Holcombe ha osservato che l'aumento delle temperature potrebbe far sì che gli orsi neri diventino attivi prima del solito, interrompendo i periodi di dormienza tradizionali. Questo cambiamento potrebbe creare una discrepanza tra l'attività degli orsi e la disponibilità di fonti di cibo stagionali, portando probabilmente a un aumento degli incontri con gli esseri umani mentre gli orsi cercano sostentamento alternativo. Lo studio evidenzia l'importanza di comprendere come gli spunti ambientali influenzano il comportamento degli orsi, specialmente mentre le temperature globali continuano a salire. La ricerca sfida le ipotesi precedenti secondo cui il tempo di ibernazione negli orsi neri è determinato principalmente dalla temperatura. Invece, suggerisce un'interazione più intricata tra i segnali ambientali.
Il fotoperiodo rimane costante tutto l'anno, mentre la temperatura può variare significativamente a causa delle fluttuazioni climatiche. Di conseguenza, i cambiamenti climatici pongono il rischio di disaccoppiare questi due segnali, che potrebbero interrompere i programmi di ibernazione e avere conseguenze più ampie per gli ecosistemi e le interazioni uomo-animale selvatico. Lo studio sottolinea la necessità per i gestori della fauna selvatica di considerare queste dinamiche ambientali quando pianificano gli sforzi di conservazione. Acquisendo una comprensione più profonda di come gli orsi neri rispondono ai cambiamenti ambientali, i funzionari possono prevedere meglio i cambiamenti comportamentali e prepararsi a potenziali scenari futuri.

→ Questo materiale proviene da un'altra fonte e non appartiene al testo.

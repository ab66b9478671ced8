//! Batch extraction pipeline: one generic driver run per dataset, checkpointed per item.

use std::path::{Path, PathBuf};
use std::sync::Arc;
use std::time::Duration;

use anyhow::{Context, Result};
use chrono::{DateTime, Utc};
use pieces_adapters::{adapter_for_dataset, DatasetAdapter};
use pieces_core::{DatasetKind, ExtractionRecord, ResultMapping};
use pieces_inference::{ChatBackend, Extractor, InferenceConfig, OpenAiCompatClient};
use pieces_storage::{to_indented_json, JsonCheckpoint};
use serde::{Deserialize, Serialize};
use tokio::fs;
use tracing::{info, info_span, Instrument};
use uuid::Uuid;

pub const CRATE_NAME: &str = "pieces-sync";

const REGISTRY_FILE: &str = "datasets.yaml";

#[derive(Debug, Clone)]
pub struct PipelineConfig {
    pub llm_base_url: String,
    pub llm_api_key: String,
    pub llm_model: String,
    pub http_timeout_secs: Option<u64>,
    pub user_agent: String,
    pub input_dir: PathBuf,
    pub output_dir: PathBuf,
    pub workspace_root: PathBuf,
}

impl PipelineConfig {
    pub fn from_env() -> Self {
        Self {
            llm_base_url: std::env::var("PIECES_LLM_BASE_URL")
                .unwrap_or_else(|_| "http://localhost:11434/v1/".to_string()),
            llm_api_key: std::env::var("PIECES_LLM_API_KEY").unwrap_or_else(|_| "ollama".to_string()),
            llm_model: std::env::var("PIECES_LLM_MODEL")
                .unwrap_or_else(|_| pieces_inference::extractor::DEFAULT_MODEL.to_string()),
            http_timeout_secs: std::env::var("PIECES_HTTP_TIMEOUT_SECS")
                .ok()
                .and_then(|v| v.parse().ok())
                .filter(|secs| *secs > 0),
            user_agent: std::env::var("PIECES_USER_AGENT")
                .unwrap_or_else(|_| "pieces-extractor/0.1".to_string()),
            input_dir: std::env::var("PIECES_INPUT_DIR")
                .map(PathBuf::from)
                .unwrap_or_else(|_| PathBuf::from("original")),
            output_dir: std::env::var("PIECES_OUTPUT_DIR")
                .map(PathBuf::from)
                .unwrap_or_else(|_| PathBuf::from("parsed")),
            workspace_root: std::env::var("PIECES_WORKSPACE_ROOT")
                .map(PathBuf::from)
                .unwrap_or_else(|_| PathBuf::from(".")),
        }
    }

    pub fn inference_config(&self) -> InferenceConfig {
        InferenceConfig {
            base_url: self.llm_base_url.clone(),
            api_key: self.llm_api_key.clone(),
            timeout: self.http_timeout_secs.map(Duration::from_secs),
            user_agent: Some(self.user_agent.clone()),
        }
    }

    pub fn resolved_input_dir(&self) -> PathBuf {
        self.workspace_root.join(&self.input_dir)
    }

    pub fn resolved_output_dir(&self) -> PathBuf {
        self.workspace_root.join(&self.output_dir)
    }
}

#[derive(Debug, Clone, PartialEq, Eq, Serialize, Deserialize)]
pub struct DatasetRegistry {
    pub datasets: Vec<DatasetConfig>,
}

#[derive(Debug, Clone, PartialEq, Eq, Serialize, Deserialize)]
pub struct DatasetConfig {
    pub dataset: DatasetKind,
    #[serde(default = "default_enabled")]
    pub enabled: bool,
    #[serde(default)]
    pub output: Option<String>,
}

fn default_enabled() -> bool {
    true
}

impl DatasetRegistry {
    /// fs, pstreet, cipi, audio; all enabled, default output names.
    pub fn builtin() -> Self {
        Self {
            datasets: DatasetKind::RUN_ORDER
                .into_iter()
                .map(|dataset| DatasetConfig {
                    dataset,
                    enabled: true,
                    output: None,
                })
                .collect(),
        }
    }

    pub fn from_yaml(text: &str) -> Result<Self> {
        serde_yaml::from_str(text).context("parsing dataset registry")
    }

    /// `datasets.yaml` under `root`, or the built-in registry when the file is absent.
    pub async fn load_or_builtin(root: &Path) -> Result<Self> {
        let path = root.join(REGISTRY_FILE);
        if !fs::try_exists(&path)
            .await
            .with_context(|| format!("checking {}", path.display()))?
        {
            return Ok(Self::builtin());
        }
        let text = fs::read_to_string(&path)
            .await
            .with_context(|| format!("reading {}", path.display()))?;
        Self::from_yaml(&text).with_context(|| format!("loading {}", path.display()))
    }

    /// Enabled datasets in run order, optionally narrowed to one.
    pub fn planned(&self, selection: Option<DatasetKind>) -> Vec<&DatasetConfig> {
        self.datasets
            .iter()
            .filter(|d| d.enabled)
            .filter(|d| selection.map_or(true, |only| d.dataset == only))
            .collect()
    }
}

#[derive(Debug, Clone, Serialize)]
pub struct DatasetRunSummary {
    pub dataset: DatasetKind,
    pub items: usize,
    pub parse_failures: usize,
    pub output_path: PathBuf,
}

#[derive(Debug, Clone, Serialize)]
pub struct PipelineRunSummary {
    pub run_id: Uuid,
    pub started_at: DateTime<Utc>,
    pub finished_at: DateTime<Utc>,
    pub datasets: Vec<DatasetRunSummary>,
}

impl PipelineRunSummary {
    pub fn total_items(&self) -> usize {
        self.datasets.iter().map(|d| d.items).sum()
    }

    pub fn total_parse_failures(&self) -> usize {
        self.datasets.iter().map(|d| d.parse_failures).sum()
    }
}

/// Runs one dataset: build query, extract, merge, checkpoint, for every entry.
pub struct BatchDriver<'a> {
    extractor: &'a Extractor,
}

impl<'a> BatchDriver<'a> {
    pub fn new(extractor: &'a Extractor) -> Self {
        Self { extractor }
    }

    /// Any error aborts the run. The output file then holds exactly the items
    /// completed before the failing one.
    pub async fn run(&self, adapter: &dyn DatasetAdapter, output_path: &Path) -> Result<DatasetRunSummary> {
        let kind = adapter.kind();
        let span = info_span!("dataset_run", dataset = %kind);

        async {
            let entries = adapter
                .load_entries()
                .with_context(|| format!("loading {kind} index"))?;
            let total = entries.len();
            info!(entries = total, output = %output_path.display(), "starting dataset");

            let checkpoint = JsonCheckpoint::new(output_path);
            let mut results = ResultMapping::new();
            let mut parse_failures = 0usize;

            for (position, entry) in entries.iter().enumerate() {
                let item = adapter
                    .build_item(entry)
                    .with_context(|| format!("building query for {kind} entry `{}`", entry.key))?;
                let mut record = self
                    .extractor
                    .extract(&item.query)
                    .await
                    .with_context(|| format!("extracting {kind} entry `{}`", item.key))?;

                if let Some(composer) = item.known_composer {
                    record.composer = composer;
                }
                if record.is_parse_failure() {
                    parse_failures += 1;
                }

                info!(
                    key = %item.key,
                    position = position + 1,
                    total,
                    record = %render_record(&record),
                    "extracted"
                );

                results.insert(item.key, record);
                checkpoint
                    .write(&results)
                    .await
                    .with_context(|| format!("checkpointing {kind} results"))?;
            }

            info!(items = results.len(), parse_failures, "dataset complete");
            Ok(DatasetRunSummary {
                dataset: kind,
                items: results.len(),
                parse_failures,
                output_path: output_path.to_path_buf(),
            })
        }
        .instrument(span)
        .await
    }
}

pub fn render_record(record: &ExtractionRecord) -> String {
    to_indented_json(record)
        .map(|bytes| String::from_utf8_lossy(&bytes).into_owned())
        .unwrap_or_else(|_| format!("{record:?}"))
}

pub struct ExtractionPipeline {
    config: PipelineConfig,
    registry: DatasetRegistry,
    extractor: Extractor,
}

impl ExtractionPipeline {
    /// Builds the one HTTP client shared by every dataset in the run.
    pub fn new(config: PipelineConfig, registry: DatasetRegistry) -> Result<Self> {
        let client = OpenAiCompatClient::new(config.inference_config())
            .context("building chat-completion client")?;
        Ok(Self::with_backend(config, registry, Arc::new(client)))
    }

    pub fn with_backend(
        config: PipelineConfig,
        registry: DatasetRegistry,
        backend: Arc<dyn ChatBackend>,
    ) -> Self {
        let extractor = Extractor::new(backend, config.llm_model.clone());
        Self {
            config,
            registry,
            extractor,
        }
    }

    pub fn extractor(&self) -> &Extractor {
        &self.extractor
    }

    pub fn output_path_for(&self, dataset: &DatasetConfig, adapter: &dyn DatasetAdapter) -> PathBuf {
        let file = dataset
            .output
            .as_deref()
            .unwrap_or_else(|| adapter.default_output_file());
        self.config.resolved_output_dir().join(file)
    }

    pub async fn run_once(&self, selection: Option<DatasetKind>) -> Result<PipelineRunSummary> {
        let started_at = Utc::now();
        let run_id = Uuid::new_v4();
        let input_dir = self.config.resolved_input_dir();
        let planned = self.registry.planned(selection);
        info!(%run_id, datasets = planned.len(), model = %self.extractor.model(), "pipeline run starting");

        let driver = BatchDriver::new(&self.extractor);
        let mut datasets = Vec::with_capacity(planned.len());
        for dataset in planned {
            let adapter = adapter_for_dataset(dataset.dataset, &input_dir);
            let output_path = self.output_path_for(dataset, adapter.as_ref());
            let summary = driver
                .run(adapter.as_ref(), &output_path)
                .await
                .with_context(|| format!("dataset {} failed", dataset.dataset))?;
            datasets.push(summary);
        }

        Ok(PipelineRunSummary {
            run_id,
            started_at,
            finished_at: Utc::now(),
            datasets,
        })
    }
}

pub async fn run_pipeline_from_env(selection: Option<DatasetKind>) -> Result<PipelineRunSummary> {
    let config = PipelineConfig::from_env();
    let registry = DatasetRegistry::load_or_builtin(&config.workspace_root).await?;
    let pipeline = ExtractionPipeline::new(config, registry)?;
    pipeline.run_once(selection).await
}

pub async fn extract_title_from_env(title: &str) -> Result<ExtractionRecord> {
    let config = PipelineConfig::from_env();
    let pipeline = ExtractionPipeline::new(config, DatasetRegistry::builtin())?;
    pipeline
        .extractor()
        .extract(title)
        .await
        .with_context(|| format!("extracting `{title}`"))
}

La ricerca sottolinea la complessità delle risposte degli animali ai cambiamenti climatici e la necessità di strategie di gestione adattive. Il team di ricerca ha utilizzato metodi di tracciamento dettagliati per osservare il comportamento degli orsi durante tutto il loro ciclo di ibernazione. Hanno esaminato come la temperatura e il fotoperiodo influenzassero i livelli di attività durante periodi cruciali, tra cui l'alimentazione pre-ibernazione e il momento in cui gli orsi emergono dalle loro tane. La temperatura ha avuto un impatto diretto sul comportamento durante la fase iniziale di ibernazione, mentre la combinazione di temperatura e fotoperiodo ha svolto un ruolo fondamentale nel determinare i livelli di attività durante altre fasi.
I risultati indicano che mentre il cambiamento climatico continua ad influenzare i modelli di temperatura, la sincronizzazione tra i segnali ambientali può essere alterata. Ciò potrebbe portare a cambiamenti inaspettati nel tempo di ibernazione, che colpiscono non solo gli stessi orsi ma anche gli ecosistemi in cui vivono. Lo studio contribuisce a dati preziosi per le discussioni in corso sull'adattamento e la conservazione della fauna selvatica in un mondo in rapida evoluzione. I ricercatori sottolineano che le implicazioni di questo studio si estendono oltre gli orsi neri.
Questa conoscenza è essenziale per lo sviluppo di strategie di conservazione efficaci che tengano conto delle mutevoli condizioni ambientali.